Alone with Trees, which took place on December 16-19 when London was briefly in Tier 3, featured recent large-scale paintings from the artist’s series of Hawthorn trees and of the coppiced woodlands he walked through during the spring and summer of lockdown and other restrictions last year.
Nearly 50 paintings were sold for prices from £6500 to over £50,000.
“I have never had a response to a show like it,” said gallery owner John Martin. “It was a particularly poignant exhibition. The solitude, being in woods and just having space for yourself, is something we increasingly didn’t have until lockdown.”
For Martin, the venue as well as the art was key to its success.
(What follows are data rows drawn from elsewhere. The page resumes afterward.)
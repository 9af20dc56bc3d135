//! 元素定位候选
//!
//! 每个能力对应一张按优先级排列的 `Locator` 列表。页面改版时只需要在
//! 这里增删候选，调用代码不用改动。

use std::borrow::Cow;
use std::fmt::Display;

/// 一种定位页面元素的方式
#[derive(Debug, Clone, PartialEq, Eq)]
pub enum Locator {
    /// CSS 选择器，取第一个匹配
    Css(&'static str),
    /// CSS 选择器，取最后一个匹配（最新生成的结果）
    LastCss(&'static str),
    /// CSS 选择器，同时搜索所有开放的 shadow root
    Deep(&'static str),
    /// `tag` 元素中可见文本包含 `text` 的第一个（忽略大小写）
    Text {
        tag: &'static str,
        text: Cow<'static, str>,
    },
}

/// 在 document 及所有 shadow root 中查找
const DEEP_QUERY_FN: &str = r#"function deepQuery(root, sel) {
    const hit = root.querySelector(sel);
    if (hit) return hit;
    for (const el of root.querySelectorAll('*')) {
        if (el.shadowRoot) {
            const found = deepQuery(el.shadowRoot, sel);
            if (found) return found;
        }
    }
    return null;
}"#;

impl Locator {
    pub fn text(tag: &'static str, text: impl Into<Cow<'static, str>>) -> Self {
        Locator::Text {
            tag,
            text: text.into(),
        }
    }

    /// 返回一个求值结果为元素或 null 的 JS 表达式
    pub fn lookup_js(&self) -> String {
        match self {
            Locator::Css(sel) => format!("document.querySelector({})", js_str(sel)),
            Locator::LastCss(sel) => format!(
                "(() => {{ const all = document.querySelectorAll({}); return all.length ? all[all.length - 1] : null; }})()",
                js_str(sel)
            ),
            Locator::Deep(sel) => format!("({})(document, {})", DEEP_QUERY_FN, js_str(sel)),
            Locator::Text { tag, text } => format!(
                "Array.from(document.querySelectorAll({})).find(e => ((e.innerText || e.textContent || '') + ' ' + (e.getAttribute('aria-label') || '')).toLowerCase().includes({}.toLowerCase())) || null",
                js_str(tag),
                js_str(text)
            ),
        }
    }

    /// 元素存在、有尺寸且未禁用
    pub fn usable_js(&self) -> String {
        format!(
            r#"(() => {{
    try {{
        const el = {};
        if (!el) return false;
        if (el.disabled || el.getAttribute('aria-disabled') === 'true') return false;
        const r = el.getBoundingClientRect();
        return r.width > 0 && r.height > 0;
    }} catch (e) {{
        return false;
    }}
}})()"#,
            self.lookup_js()
        )
    }

    /// 元素存在即可（悬停才显示的按钮用这个）
    pub fn present_js(&self) -> String {
        format!(
            "(() => {{ try {{ return !!({}); }} catch (e) {{ return false; }} }})()",
            self.lookup_js()
        )
    }

    pub fn click_js(&self) -> String {
        format!(
            "(() => {{ const el = {}; if (!el) return false; el.scrollIntoView({{block: 'center'}}); el.click(); return true; }})()",
            self.lookup_js()
        )
    }

    pub fn focus_js(&self) -> String {
        format!(
            "(() => {{ const el = {}; if (!el) return false; el.click(); el.focus(); return document.activeElement === el || el.contains(document.activeElement); }})()",
            self.lookup_js()
        )
    }

    /// 输入框当前的文本（textarea 取 value，可编辑 div 取 innerText）
    pub fn text_value_js(&self) -> String {
        format!(
            "(() => {{ const el = {}; if (!el) return ''; return ('value' in el && typeof el.value === 'string') ? el.value : (el.innerText || ''); }})()",
            self.lookup_js()
        )
    }
}

impl Display for Locator {
    fn fmt(&self, f: &mut std::fmt::Formatter<'_>) -> std::fmt::Result {
        match self {
            Locator::Css(sel) => write!(f, "css({})", sel),
            Locator::LastCss(sel) => write!(f, "last({})", sel),
            Locator::Deep(sel) => write!(f, "deep({})", sel),
            Locator::Text { tag, text } => write!(f, "text({} ~ \"{}\")", tag, text),
        }
    }
}

fn js_str(s: &str) -> String {
    serde_json::Value::String(s.to_string()).to_string()
}

/// 提示词输入框
pub const PROMPT_INPUT: &[Locator] = &[
    Locator::Css("rich-textarea div.ql-editor[contenteditable='true']"),
    Locator::Css("div[contenteditable='true'][role='textbox']"),
    Locator::Css("textarea[aria-label*='prompt' i]"),
    Locator::Deep("div[contenteditable='true']"),
    Locator::Css("textarea"),
];

/// 已登录标志
pub const SIGNED_IN: &[Locator] = &[
    Locator::Css("a[aria-label*='Google Account' i]"),
    Locator::Css("button[aria-label*='account' i] img"),
    Locator::Css("img[alt*='profile' i]"),
    Locator::Css("[data-test-id='user-avatar']"),
];

/// 模式菜单按钮
pub const MODE_MENU: &[Locator] = &[
    Locator::Css("button[data-test-id='bard-mode-menu-button']"),
    Locator::Css("bard-mode-switcher button"),
    Locator::Css("button[aria-haspopup='menu'][aria-label*='mode' i]"),
    Locator::Css("button[aria-haspopup='menu'][aria-label*='model' i]"),
];

/// 上传入口（触发文件选择对话框）
pub const UPLOAD_TRIGGER: &[Locator] = &[
    Locator::Css("button[aria-label*='upload' i]"),
    Locator::Css("button[aria-label*='add files' i]"),
    Locator::Css("uploader button"),
    Locator::Text {
        tag: "button, [role='menuitem']",
        text: Cow::Borrowed("upload"),
    },
];

/// 上传菜单中的"上传文件"项（部分页面上传入口是一个二级菜单）
pub const UPLOAD_MENU_ITEM: &[Locator] = &[
    Locator::Css("[data-test-id='local-image-file-uploader-button']"),
    Locator::Css("button[data-test-id*='file-uploader' i]"),
    Locator::Text {
        tag: "[role='menuitem'], button",
        text: Cow::Borrowed("upload file"),
    },
];

/// 直接可用的文件输入框
pub const FILE_INPUT: &[Locator] = &[
    Locator::Css("input[type='file'][accept*='image']"),
    Locator::Css("input[type='file']"),
];

/// shadow root 中的文件输入框
pub const SHADOW_FILE_INPUT: &[Locator] = &[Locator::Deep("input[type='file']")];

/// 附件预览（表示文件已被接受）
pub const ATTACHMENT_PREVIEW: &[Locator] = &[
    Locator::Css("[data-test-id='image-preview']"),
    Locator::Css("uploader-file-preview"),
    Locator::Css("[class*='file-preview'] img"),
    Locator::Deep("img[src^='blob:']"),
];

/// 发送按钮
pub const SEND_BUTTON: &[Locator] = &[
    Locator::Css("button[aria-label*='send message' i]"),
    Locator::Css("button.send-button"),
    Locator::Css("button[aria-label*='send' i]"),
    Locator::Css("form button[type='submit']"),
];

/// 处理中标志
pub const IN_PROGRESS: &[Locator] = &[
    Locator::Css("button[aria-label*='stop' i]"),
    Locator::Css("[role='progressbar']"),
    Locator::Css("mat-progress-spinner"),
    Locator::Css(".loading-indicator"),
];

/// 结果可用标志
pub const RESULT_READY: &[Locator] = &[
    Locator::LastCss("download-generated-image-button button"),
    Locator::LastCss("button[aria-label*='download' i]"),
    Locator::LastCss("generated-image img"),
    Locator::LastCss("single-image img.image.loaded"),
];

/// 下载按钮
pub const DOWNLOAD_BUTTON: &[Locator] = &[
    Locator::LastCss("button[aria-label*='download full size' i]"),
    Locator::LastCss("download-generated-image-button button"),
    Locator::LastCss("button[aria-label*='download' i]"),
    Locator::Deep("button[aria-label*='download' i]"),
];
pub mod attempt;
pub mod item_flow;

pub use attempt::{backoff_delay, Attempt, Stage};
pub use item_flow::{inter_item_delay, ItemFlow, ItemOutcome};
//! 能力探测 - 基础设施层
//!
//! 同一个逻辑能力（例如"提示词输入框"）在页面上可能有多种定位方式。
//! 调用方按优先级给出候选列表，`Prober` 按固定间隔轮询整张列表，
//! 每一轮中排在前面的可用候选胜出。
//!
//! 探测函数只返回 `bool`，内部出错一律视为"不可用"。

use std::future::Future;
use std::time::Duration;

use tokio::time::{sleep, Instant};

/// 默认轮询间隔
pub const DEFAULT_POLL_INTERVAL: Duration = Duration::from_secs(1);

/// 在超时内没有任何候选可用
#[derive(Debug, Clone, Copy, PartialEq, Eq)]
pub struct TimedOut {
    pub elapsed: Duration,
}

#[derive(Debug, Clone, Copy)]
pub struct Prober {
    poll_interval: Duration,
}

impl Default for Prober {
    fn default() -> Self {
        Self::new(DEFAULT_POLL_INTERVAL)
    }
}

impl Prober {
    pub fn new(poll_interval: Duration) -> Self {
        Self { poll_interval }
    }

    pub fn poll_interval(&self) -> Duration {
        self.poll_interval
    }

    /// 单轮非阻塞检查，返回第一个可用候选
    pub async fn find_any<'a, C, F, Fut>(&self, candidates: &'a [C], mut probe: F) -> Option<&'a C>
    where
        F: FnMut(&'a C) -> Fut,
        Fut: Future<Output = bool>,
    {
        for candidate in candidates {
            if probe(candidate).await {
                return Some(candidate);
            }
        }
        None
    }

    /// 单轮非阻塞检查，只关心是否有候选可用
    pub async fn check_any<'a, C, F, Fut>(&self, candidates: &'a [C], probe: F) -> bool
    where
        F: FnMut(&'a C) -> Fut,
        Fut: Future<Output = bool>,
    {
        self.find_any(candidates, probe).await.is_some()
    }

    /// 轮询直到某个候选可用或超时
    pub async fn await_any<'a, C, F, Fut>(
        &self,
        candidates: &'a [C],
        timeout: Duration,
        probe: F,
    ) -> Result<&'a C, TimedOut>
    where
        F: FnMut(&'a C) -> Fut,
        Fut: Future<Output = bool>,
    {
        self.await_any_with_heartbeat(candidates, timeout, Duration::MAX, |_| {}, probe)
            .await
    }

    /// 与 `await_any` 相同，但每隔 `every` 调用一次 `heartbeat(已等待时长)`
    ///
    /// 心跳不影响控制流
    pub async fn await_any_with_heartbeat<'a, C, F, Fut, H>(
        &self,
        candidates: &'a [C],
        timeout: Duration,
        every: Duration,
        mut heartbeat: H,
        mut probe: F,
    ) -> Result<&'a C, TimedOut>
    where
        F: FnMut(&'a C) -> Fut,
        Fut: Future<Output = bool>,
        H: FnMut(Duration),
    {
        let start = Instant::now();
        let mut last_beat = start;

        loop {
            if let Some(found) = self.find_any(candidates, &mut probe).await {
                return Ok(found);
            }

            let elapsed = start.elapsed();
            if elapsed >= timeout {
                return Err(TimedOut { elapsed });
            }

            if last_beat.elapsed() >= every {
                heartbeat(elapsed);
                last_beat = Instant::now();
            }

            // 最后一次等待不超过剩余时间，保证在 timeout 处再检查一轮
            sleep(self.poll_interval.min(timeout - elapsed)).await;
        }
    }
}

#[cfg(test)]
mod tests {
    use super::*;
    use std::cell::Cell;
    use tokio_test::{assert_err, assert_ok};

    #[derive(Debug, PartialEq)]
    enum Cand {
        Never,
        After(Duration),
        Always,
    }

    async fn usable(candidate: &Cand, start: Instant) -> bool {
        match candidate {
            Cand::Never => false,
            Cand::After(t) => start.elapsed() >= *t,
            Cand::Always => true,
        }
    }

    #[tokio::test(start_paused = true)]
    async fn test_later_candidate_wins_when_first_never_usable() {
        let prober = Prober::default();
        let start = Instant::now();
        let candidates = [Cand::Never, Cand::After(Duration::from_millis(3500))];

        let found = prober
            .await_any(&candidates, Duration::from_secs(10), |c| usable(c, start))
            .await;

        assert_eq!(assert_ok!(found), &candidates[1]);
        assert!(start.elapsed() >= Duration::from_millis(3500));
        assert!(start.elapsed() < Duration::from_millis(3500) + prober.poll_interval());
    }

    #[tokio::test(start_paused = true)]
    async fn test_list_order_is_priority() {
        let prober = Prober::default();
        let start = Instant::now();
        let candidates = [Cand::Never, Cand::Always, Cand::After(Duration::ZERO)];

        let found = prober
            .await_any(&candidates, Duration::from_secs(1), |c| usable(c, start))
            .await;
        assert_eq!(found, Ok(&Cand::Always));
    }

    #[tokio::test(start_paused = true)]
    async fn test_times_out_within_one_poll_interval() {
        let prober = Prober::new(Duration::from_secs(1));
        let start = Instant::now();
        let timeout = Duration::from_millis(4500);

        let result = prober
            .await_any(&[Cand::Never, Cand::Never], timeout, |c| usable(c, start))
            .await;

        let err = assert_err!(result);
        assert!(err.elapsed >= timeout);
        assert!(err.elapsed < timeout + prober.poll_interval());
        assert!(start.elapsed() >= timeout);
    }

    #[tokio::test(start_paused = true)]
    async fn test_zero_timeout_checks_once() {
        let prober = Prober::default();
        let start = Instant::now();
        let calls = Cell::new(0);

        let result = prober
            .await_any(&[Cand::Never], Duration::ZERO, |c| {
                calls.set(calls.get() + 1);
                usable(c, start)
            })
            .await;

        assert!(result.is_err());
        assert_eq!(calls.get(), 1);
    }

    #[tokio::test(start_paused = true)]
    async fn test_heartbeat_is_emitted_while_waiting() {
        let prober = Prober::new(Duration::from_secs(1));
        let start = Instant::now();
        let mut beats = Vec::new();
        let cands = [Cand::After(Duration::from_secs(25))];

        let result = prober
            .await_any_with_heartbeat(
                &cands,
                Duration::from_secs(60),
                Duration::from_secs(10),
                |elapsed| beats.push(elapsed.as_secs()),
                |c| usable(c, start),
            )
            .await;

        assert!(result.is_ok());
        assert_eq!(beats, vec![10, 20]);
    }

    #[tokio::test]
    async fn test_check_any_is_single_pass() {
        let prober = Prober::default();
        let start = Instant::now();
        let calls = Cell::new(0);

        let ready = prober
            .check_any(&[Cand::Never, Cand::After(Duration::from_secs(60))], |c| {
                calls.set(calls.get() + 1);
                usable(c, start)
            })
            .await;

        assert!(!ready);
        assert_eq!(calls.get(), 2);
        assert!(prober.check_any(&[Cand::Always], |c| usable(c, start)).await);
    }
}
“My experience at Cromwell Place was amazing. For a small first-floor gallery like ours to be able to show in a 200sq m exhibition hall was pretty exceptional. The installation team had the whole exhibition hung in a morning, which gave us precious hours for visitors to come along.”
Martin developed the idea for Cromwell Place several years ago to address what he saw as a mismatch between the high rent costs of running a gallery in a desirable location and the fact that the majority of income is generated off site.
The members-only, high-spec complex opened in October 2020 comprising five Grade II-listed townhouses in South Kensington offering 14 gallery spaces, private viewing rooms and a base for socialising and networking throughout the year.
Martin, who has no official involvement in running Cromwell Place, says the hub can help galleries navigate the art market during the pandemic and beyond.
“I think it really demonstrated how incredibly useful it is for a gallery to have facilities that are totally flexible. It’s been the lesson for every gallery over the last six months – you can plan shows but cannot rely on dates so just have to be really nimble,” he said.